I’m blind. Indonesian justice isn’t: acid attack graft-buster Novel Baswedan
Sixteen months ago, thugs threw a vial of hydrochloric acid into the face of the country’s leading anti-corruption investigator. So why aren’t Indonesian police taking his case seriously?
ONE MORNING IN April last year, Novel Baswedan, Indonesia’s leading anti-corruption investigator, was walking home after praying at his local mosque in North Jakarta. He heard a noise behind him, turned his head, and had a vial of hydrochloric acid thrown into his face.
At first, he thought the liquid might be water. But then came the burning sensation, and the realisation that – not for the first time – he had been attacked by unknown assailants. Baswedan was rushed to hospital in Jakarta and then transferred to Singapore, where he would spend months having surgery to save his sight. He still bears the scars of the attack in his heavily repaired left eye, turned white by the process.
“I have undergone five major operations on my left eye and now I have vision, even though my field of vision is limited, very narrow,” he said this week. “More surgeries are still needed.”

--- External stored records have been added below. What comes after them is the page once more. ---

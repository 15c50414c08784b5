use async_trait::async_trait;
use thiserror::Error;

use crate::models::{DocumentPayload, StoredDocument};

/// Store-assigned record id.
pub type DocumentId = i64;

/// The four collections of the back-office store.
#[derive(Debug, Clone, Copy, PartialEq, Eq, Hash)]
pub enum Collection {
    Quotes,
    Statements,
    DeliveryNotes,
    Receipts,
}

impl Collection {
    pub fn as_str(&self) -> &'static str {
        match self {
            Self::Quotes => "presupuestos",
            Self::Statements => "estados",
            Self::DeliveryNotes => "remitos",
            Self::Receipts => "recibos",
        }
    }
}

#[derive(Debug, Clone, Error, PartialEq, Eq)]
pub enum RepositoryError {
    #[error("Record not found")]
    NotFound,

    #[error("Database error: {0}")]
    Database(String),

    #[error("Connection error: {0}")]
    Connection(String),

    #[error("Configuration error: {0}")]
    Configuration(String),

    #[error("Serialization error: {0}")]
    Serialization(String),
}

/// Document store. Timestamps are assigned by the implementation on
/// create and update; concurrent writers are last-write-wins.
#[async_trait]
pub trait DocumentRepository: Send + Sync {
    async fn create(
        &self,
        collection: Collection,
        payload: &DocumentPayload,
    ) -> Result<DocumentId, RepositoryError>;

    async fn get_by_id(
        &self,
        collection: Collection,
        id: DocumentId,
    ) -> Result<StoredDocument, RepositoryError>;

    /// Replaces the stored payload and refreshes `updated_at`.
    async fn update(
        &self,
        collection: Collection,
        id: DocumentId,
        payload: &DocumentPayload,
    ) -> Result<(), RepositoryError>;

    async fn delete(
        &self,
        collection: Collection,
        id: DocumentId,
    ) -> Result<(), RepositoryError>;

    /// Every document in `collection`, newest first.
    async fn list_ordered_by_creation(
        &self,
        collection: Collection,
    ) -> Result<Vec<StoredDocument>, RepositoryError>;
}
use std::str::FromStr;

use async_trait::async_trait;
use chrono::{DateTime, Utc};
use sincorp_core::{
    Collection, DocumentId, DocumentPayload, DocumentRepository, RepositoryError, StoredDocument,
};
use sqlx::Row;
use sqlx::sqlite::{SqliteConnectOptions, SqlitePool, SqlitePoolOptions, SqliteRow};
use tracing::{debug, info};

pub struct SqliteRepository {
    pool: SqlitePool,
}

impl SqliteRepository {
    /// Opens `database_url`, which may be a bare file path (created when
    /// missing), a `sqlite:` URL or `:memory:`.
    pub async fn new(database_url: &str) -> Result<Self, RepositoryError> {
        let options = SqliteConnectOptions::from_str(database_url)
            .map_err(|e| RepositoryError::Configuration(format!("{database_url}: {e}")))?
            .create_if_missing(true);

        // An in-memory database lives only as long as its connection.
        let pool_options = if is_in_memory(database_url) {
            SqlitePoolOptions::new()
                .max_connections(1)
                .idle_timeout(None)
                .max_lifetime(None)
        } else {
            SqlitePoolOptions::new()
        };

        let pool = pool_options
            .connect_with(options)
            .await
            .map_err(|e| RepositoryError::Connection(format!("{database_url}: {e}")))?;
        info!(database_url, "opened document store");
        Ok(Self { pool })
    }

    pub async fn new_with_pool(pool: SqlitePool) -> Self {
        Self { pool }
    }

    pub async fn run_migrations(&self) -> Result<(), RepositoryError> {
        sqlx::migrate!("./migrations")
            .run(&self.pool)
            .await
            .map_err(|e| RepositoryError::Database(format!("Failed to run migrations: {}", e)))?;
        Ok(())
    }

    pub fn pool(&self) -> &SqlitePool {
        &self.pool
    }
}

fn is_in_memory(database_url: &str) -> bool {
    database_url.contains(":memory:") || database_url.contains("mode=memory")
}

fn encode_payload(payload: &DocumentPayload) -> Result<String, RepositoryError> {
    serde_json::to_string(payload).map_err(|e| RepositoryError::Serialization(e.to_string()))
}

fn row_to_stored_document(row: &SqliteRow) -> Result<StoredDocument, RepositoryError> {
    let payload: String = row
        .try_get("payload")
        .map_err(|e| RepositoryError::Database(e.to_string()))?;

    Ok(StoredDocument {
        id: row
            .try_get("id")
            .map_err(|e| RepositoryError::Database(e.to_string()))?,
        payload: serde_json::from_str(&payload)
            .map_err(|e| RepositoryError::Serialization(e.to_string()))?,
        created_at: row
            .try_get::<DateTime<Utc>, _>("created_at")
            .map_err(|e| RepositoryError::Database(format!("Failed to get created_at: {}", e)))?,
        updated_at: row
            .try_get::<DateTime<Utc>, _>("updated_at")
            .map_err(|e| RepositoryError::Database(format!("Failed to get updated_at: {}", e)))?,
    })
}

#[async_trait]
impl DocumentRepository for SqliteRepository {
    async fn create(
        &self,
        collection: Collection,
        payload: &DocumentPayload,
    ) -> Result<DocumentId, RepositoryError> {
        let now = Utc::now();

        let result = sqlx::query(
            "INSERT INTO documents (collection, payload, created_at, updated_at)
             VALUES (?, ?, ?, ?)",
        )
        .bind(collection.as_str())
        .bind(encode_payload(payload)?)
        .bind(now)
        .bind(now)
        .execute(&self.pool)
        .await
        .map_err(|e| RepositoryError::Database(e.to_string()))?;

        let id = result.last_insert_rowid();
        debug!(collection = collection.as_str(), id, "inserted document");
        Ok(id)
    }

    async fn get_by_id(
        &self,
        collection: Collection,
        id: DocumentId,
    ) -> Result<StoredDocument, RepositoryError> {
        let row = sqlx::query(
            "SELECT id, payload, created_at, updated_at
             FROM documents WHERE collection = ? AND id = ?",
        )
        .bind(collection.as_str())
        .bind(id)
        .fetch_optional(&self.pool)
        .await
        .map_err(|e| RepositoryError::Database(e.to_string()))?
        .ok_or(RepositoryError::NotFound)?;

        row_to_stored_document(&row)
    }

    async fn update(
        &self,
        collection: Collection,
        id: DocumentId,
        payload: &DocumentPayload,
    ) -> Result<(), RepositoryError> {
        let result = sqlx::query(
            "UPDATE documents SET payload = ?, updated_at = ?
             WHERE collection = ? AND id = ?",
        )
        .bind(encode_payload(payload)?)
        .bind(Utc::now())
        .bind(collection.as_str())
        .bind(id)
        .execute(&self.pool)
        .await
        .map_err(|e| RepositoryError::Database(e.to_string()))?;

        if result.rows_affected() == 0 {
            return Err(RepositoryError::NotFound);
        }
        debug!(collection = collection.as_str(), id, "updated document");
        Ok(())
    }

    async fn delete(
        &self,
        collection: Collection,
        id: DocumentId,
    ) -> Result<(), RepositoryError> {
        let result = sqlx::query("DELETE FROM documents WHERE collection = ? AND id = ?")
            .bind(collection.as_str())
            .bind(id)
            .execute(&self.pool)
            .await
            .map_err(|e| RepositoryError::Database(e.to_string()))?;

        if result.rows_affected() == 0 {
            return Err(RepositoryError::NotFound);
        }
        debug!(collection = collection.as_str(), id, "deleted document");
        Ok(())
    }

    async fn list_ordered_by_creation(
        &self,
        collection: Collection,
    ) -> Result<Vec<StoredDocument>, RepositoryError> {
        let rows = sqlx::query(
            "SELECT id, payload, created_at, updated_at
             FROM documents WHERE collection = ?
             ORDER BY created_at DESC, id DESC",
        )
        .bind(collection.as_str())
        .fetch_all(&self.pool)
        .await
        .map_err(|e| RepositoryError::Database(e.to_string()))?;

        rows.iter().map(row_to_stored_document).collect()
    }
}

Yet more than a year after the incident, despite the huge publicity and a police investigation involving 167 officers, his attackers have still not been officially identified, much less brought to justice.
Baswedan, 41, has no doubt that the attack was connected to his role in the Corruption Eradication Commission (KPK), the Indonesian anti-graft watchdog, where he has only recently returned to work.